The Self Centered Alcoholic


Yup, I’m still a self centered alcoholic.  Wife was going out of town to see her dad and taking the kids with her, so I was looking forward to some alone time to ride and chill and just watch some movies with my stereo system.  Out of the blue my dad calls saying he’s going to be stateside for his sister in law’s funeral, so he wants to swing by to say hi.   Ya great that’d be awesome to see you dad, it’s been almost 2 yrs prolly.  I’ve mentioned my dad lives in Germany and is basically stuck there caring for his wife right?  She’s got Alzheimer’s and has been a vegetable for years.  He’s taking awesome care of her tho.

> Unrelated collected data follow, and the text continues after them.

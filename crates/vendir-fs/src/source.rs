//! File source collaborator and the manifest/lockfile fetcher.
//!
//! The updater never walks a repository itself. It asks a [`FileSource`]
//! for files by logical name and gets back `None` when a file is absent,
//! which [`fetch_files`] turns into a `FileNotFound` error where the file
//! is required.

use std::collections::BTreeMap;
use std::path::{Path, PathBuf};

use crate::constants::VendirFile;
use crate::{Error, NormalizedPath, Result, io};

/// A file's logical name, the directory it was fetched from, and its content.
#[derive(Debug, Clone, PartialEq, Eq)]
pub struct DependencyFile {
    pub name: String,
    pub directory: String,
    pub content: String,
}

impl DependencyFile {
    /// Create a file located in the root directory (`/`).
    pub fn new(name: impl Into<String>, content: impl Into<String>) -> Self {
        Self {
            name: name.into(),
            directory: "/".to_string(),
            content: content.into(),
        }
    }

    pub fn with_directory(mut self, directory: impl Into<String>) -> Self {
        self.directory = directory.into();
        self
    }

    /// Logical path used in error messages, e.g. `/vendir.yml`.
    pub fn path(&self) -> NormalizedPath {
        NormalizedPath::new(&self.directory).join(&self.name)
    }

    /// Copy of this file with new content.
    pub fn with_content(&self, content: impl Into<String>) -> Self {
        Self {
            name: self.name.clone(),
            directory: self.directory.clone(),
            content: content.into(),
        }
    }
}

/// Retrieves file contents by logical name.
pub trait FileSource {
    /// Read a file, returning `None` when it does not exist.
    fn read_file(&self, name: &str) -> Result<Option<String>>;

    /// Logical directory the files live in.
    fn directory(&self) -> &str {
        "/"
    }
}

/// Reads files from a directory on disk.
#[derive(Debug, Clone)]
pub struct DirectorySource {
    root: PathBuf,
    directory: String,
}

impl DirectorySource {
    pub fn new(root: impl AsRef<Path>) -> Result<Self> {
        let root = root.as_ref();
        let root = dunce::canonicalize(root).map_err(|e| Error::io(root, e))?;
        Ok(Self {
            root,
            directory: "/".to_string(),
        })
    }

    /// Set the logical directory reported in file paths.
    pub fn with_directory(mut self, directory: impl Into<String>) -> Self {
        self.directory = directory.into();
        self
    }

    pub fn root(&self) -> &Path {
        &self.root
    }
}

impl FileSource for DirectorySource {
    fn read_file(&self, name: &str) -> Result<Option<String>> {
        io::read_text_if_present(&self.root.join(name))
    }

    fn directory(&self) -> &str {
        &self.directory
    }
}

/// In-memory file source.
#[derive(Debug, Clone, Default)]
pub struct MemorySource {
    files: BTreeMap<String, String>,
}

impl MemorySource {
    pub fn new() -> Self {
        Self::default()
    }

    pub fn with_file(mut self, name: impl Into<String>, content: impl Into<String>) -> Self {
        self.files.insert(name.into(), content.into());
        self
    }
}

impl FileSource for MemorySource {
    fn read_file(&self, name: &str) -> Result<Option<String>> {
        Ok(self.files.get(name).cloned())
    }
}

/// Whether a missing lockfile aborts the fetch.
#[derive(Debug, Clone, Copy, PartialEq, Eq, Default)]
pub enum LockRequirement {
    /// Full reconciliation needs both documents.
    #[default]
    Required,
    /// Update checks can proceed from the manifest alone.
    Optional,
}

/// Names of the files to fetch and how strict to be about the lockfile.
#[derive(Debug, Clone)]
pub struct FetchOptions {
    pub manifest_name: String,
    pub lockfile_name: String,
    pub lock: LockRequirement,
}

impl Default for FetchOptions {
    fn default() -> Self {
        Self {
            manifest_name: VendirFile::Manifest.as_str().to_string(),
            lockfile_name: VendirFile::Lock.as_str().to_string(),
            lock: LockRequirement::Required,
        }
    }
}

impl FetchOptions {
    pub fn with_lock(mut self, lock: LockRequirement) -> Self {
        self.lock = lock;
        self
    }
}

/// The manifest and, when present, its lockfile.
#[derive(Debug, Clone, PartialEq, Eq)]
pub struct ManifestFiles {
    pub manifest: DependencyFile,
    pub lock: Option<DependencyFile>,
}

impl ManifestFiles {
    pub fn new(manifest: DependencyFile, lock: Option<DependencyFile>) -> Self {
        Self { manifest, lock }
    }
}

/// Fetch `vendir.yml` and `vendir.lock.yml` from a source.
pub fn fetch_files(source: &dyn FileSource, options: &FetchOptions) -> Result<ManifestFiles> {
    let directory = source.directory().to_string();
    let missing = |name: &str| Error::FileNotFound {
        path: NormalizedPath::new(&directory).join(name).to_string(),
    };

    let manifest = source
        .read_file(&options.manifest_name)?
        .ok_or_else(|| missing(&options.manifest_name))?;
    let manifest =
        DependencyFile::new(&options.manifest_name, manifest).with_directory(&directory);

    let lock = match source.read_file(&options.lockfile_name)? {
        Some(content) => {
            Some(DependencyFile::new(&options.lockfile_name, content).with_directory(&directory))
        }
        None if options.lock == LockRequirement::Optional => {
            tracing::warn!(
                file = %options.lockfile_name,
                "Lockfile missing, continuing without locked versions"
            );
            None
        }
        None => return Err(missing(&options.lockfile_name)),
    };

    Ok(ManifestFiles { manifest, lock })
}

So he’s going to be coming in, and it delays my wife leaving for a day so he can see the kids, then it’s just me and him for a week.  No big deal, except I don’t have any time to take off work to be with him, so he’ll be alone all day till I get home.  He’s got a rental car and he stayed at the house so no biggie.  I was freaking out with what to do with him tho.  In previous trips when he came to visit we’d just sit around and drink the whole time.  He quit drinking over a year ago after having a semi-quasi heart attack/panic attack. Doc called it a panic attack, he calls it a heart attack.  And of course I’ve been sober for 9 months now so no more of that.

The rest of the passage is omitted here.